The prefect sat tensely waiting. He’d much rather they came out freely and he could let the women and children go. If the army had to move in, there would be a lot of unnecessary deaths. He listened intently, the whispering leaves in the trees masking any conversation that went on within.
Suddenly, he was sure he heard a voice begin to call out in Latin before being silenced quickly. Why did he always get to make decisions in an instant, when others got so much time to plan?
“Damn the consequences. Any German warrior to be killed on sight. Women and children are not to be harmed, but sent back to the cavalry as prisoners. Advance!”
The regulars moved into the trees in perfect order, as the auxiliaries behind them closed slightly to prevent escapees. Ingenuus sat for long moments, still tense, waiting for sounds of battle. After almost two minutes, a shriek echoed through the woods. It had begun.
For several sickening minutes there were loud cries, shrieks and clashes of metal from deep in the thicket. Ingenuus shook his head sadly, for clearly not all the cries were male voices. The prefect found that he was actually holding his breath when the first of his men appeared at the edge of the trees.
A few more men followed, and then a small group of a dozen came crashing through the undergrowth. Behind them others brought out the Germans taken alive, mostly women, but a few men, even ones of a fighting age. They would fetch a reasonable sum in the markets of Rome and would boost the already sizeable booty Caesar had squeezed out of the Tribes through defeat or protection. The individual soldiers of the legion would have made their own small profits from the battlefield before they received any gratuity from the commander. In all, a lot of people would be wealthy this winter, and the troops wintering in forts would have plenty of cash for women and wine.

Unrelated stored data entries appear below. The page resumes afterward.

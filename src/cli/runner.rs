//! CLI runner - executes commands

use crate::cli::commands::{
    Cli, Commands, FileCommands, MachineCommands, MemoryCommands, OutputFormat, TaskCommands,
};
use crate::client::Client;
use crate::config::ClientConfig;
use crate::error::{Error, Result};
use serde::Serialize;
use serde_json::json;
use tokio_util::sync::CancellationToken;
use tracing::{debug, info};

/// CLI runner
pub struct Runner {
    cli: Cli,
}

impl Runner {
    /// Create a new runner
    pub fn new(cli: Cli) -> Self {
        Self { cli }
    }

    /// Run the CLI command
    pub async fn run(&self) -> Result<()> {
        let client = Client::new(self.load_config()?)?;

        match &self.cli.command {
            Commands::Check => self.check(&client).await,
            Commands::Status => self.output(&client.cuckoo_status().await?),
            Commands::Tasks(command) => self.tasks(&client, command).await,
            Commands::Machines(MachineCommands::List) => {
                self.output(&client.list_machines().await?)
            }
            Commands::Machines(MachineCommands::View { name }) => {
                self.output(&client.view_machine(name).await?)
            }
            Commands::Files(FileCommands::View(lookup)) => {
                let file = lookup
                    .file_id()
                    .ok_or_else(|| Error::config("one of --id, --md5 or --sha256 is required"))?;
                self.output(&client.view_file(&file).await?)
            }
            Commands::Memory(MemoryCommands::List { task_id }) => {
                self.output(&client.list_memory_dumps(*task_id).await?)
            }
            Commands::Vpn => self.output(&client.vpn_status().await?),
        }
    }

    /// Build the client config: file first, then flags and environment
    pub fn load_config(&self) -> Result<ClientConfig> {
        let mut config = match &self.cli.config {
            Some(path) => {
                debug!(path = %path.display(), "loading config file");
                ClientConfig::from_file(path)?
            }
            None => ClientConfig::default(),
        };

        if let Some(base_url) = &self.cli.base_url {
            config.base_url.clone_from(base_url);
        }
        if let Some(api_key) = &self.cli.api_key {
            config.api_key.clone_from(api_key);
        }
        if let Commands::Tasks(TaskCommands::All {
            page_size: Some(page_size),
            ..
        }) = &self.cli.command
        {
            config.pagination.page_size = *page_size;
        }

        Ok(config)
    }

    /// Check the API key
    async fn check(&self, client: &Client) -> Result<()> {
        info!(base_url = client.http().base_url(), "checking connection");

        match client.check_auth().await {
            Ok(()) => self.output(&json!({
                "status": "SUCCEEDED",
                "message": "Connection successful"
            })),
            Err(e) => self.output(&json!({
                "status": "FAILED",
                "message": format!("Connection failed: {e}")
            })),
        }
    }

    async fn tasks(&self, client: &Client, command: &TaskCommands) -> Result<()> {
        match command {
            TaskCommands::List { limit, offset } => {
                self.output(&client.list_tasks(*limit, *offset).await?)
            }
            TaskCommands::All { max_tasks, .. } => self.stream_tasks(client, *max_tasks).await,
            TaskCommands::View { id } => self.output(&client.view_task(*id).await?),
            TaskCommands::Sample { sample_id } => {
                self.output(&client.list_tasks_for_sample(*sample_id).await?)
            }
            TaskCommands::Delete { id } => {
                client.delete_task(*id).await?;
                self.output(&json!({"task_id": id, "deleted": true}))
            }
            TaskCommands::Reschedule { id, priority } => {
                client.reschedule_task(*id, *priority).await?;
                self.output(&json!({"task_id": id, "rescheduled": true}))
            }
            TaskCommands::Rereport { id } => {
                client.rereport_task(*id).await?;
                self.output(&json!({"task_id": id, "rereported": true}))
            }
            TaskCommands::Reboot { id } => self.output(&client.reboot_task(*id).await?),
        }
    }

    /// Print every task as it arrives until the listing ends, Ctrl-C is
    /// pressed or `max_tasks` have been printed
    async fn stream_tasks(&self, client: &Client, max_tasks: Option<usize>) -> Result<()> {
        let cancel = CancellationToken::new();
        let interrupt = cancel.clone();
        tokio::spawn(async move {
            if tokio::signal::ctrl_c().await.is_ok() {
                info!("interrupted, stopping task listing");
                interrupt.cancel();
            }
        });

        let mut stream = client.stream_all_tasks(&cancel);
        let mut printed = 0usize;
        while let Some(task) = stream.next_task().await {
            self.output(&task)?;
            printed += 1;
            if max_tasks.is_some_and(|max| printed >= max) {
                stream.cancel();
                break;
            }
        }

        let limited = max_tasks.is_some_and(|max| printed >= max);
        match stream.finish().await {
            Ok(stats) => {
                debug!(?stats, "task listing finished");
                Ok(())
            }
            Err(Error::Cancelled | Error::ConsumerClosed) if limited => Ok(()),
            Err(e) => Err(e),
        }
    }

    /// Output a value
    fn output<T: Serialize + ?Sized>(&self, value: &T) -> Result<()> {
        println!("{}", self.render(value)?);
        Ok(())
    }

    /// Render a value in the selected output format
    pub(crate) fn render<T: Serialize + ?Sized>(&self, value: &T) -> Result<String> {
        let rendered = match self.cli.format {
            OutputFormat::Json => serde_json::to_string(value)?,
            OutputFormat::Pretty => serde_json::to_string_pretty(value)?,
        };
        Ok(rendered)
    }
}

All this flashed through Ingenuus’ mind for only moments. He was too busy staring at the dozen or so soldiers that had come out together. They had separated once they were in the safety of open grass and the presence of the Auxilia. Between them, sheltered and harboured among allies, stood a man in a military tunic and boots. Fashionable Roman hair style now ravaged and wild, boots worn, tunic dirty and torn, he still looked every inch the Roman Patrician.
As the men moved out of the way and the prefect got a better view of the prisoner, he realised that the man’s hands were shackled behind him. Dangling down by the side, Ingenuus could make out a triple-thickness chain, the three strands wound around one another. They hadn’t meant him to escape. Ingenuus drew himself up and saluted, his bloody bandaged hand dripping onto the horse and the turf.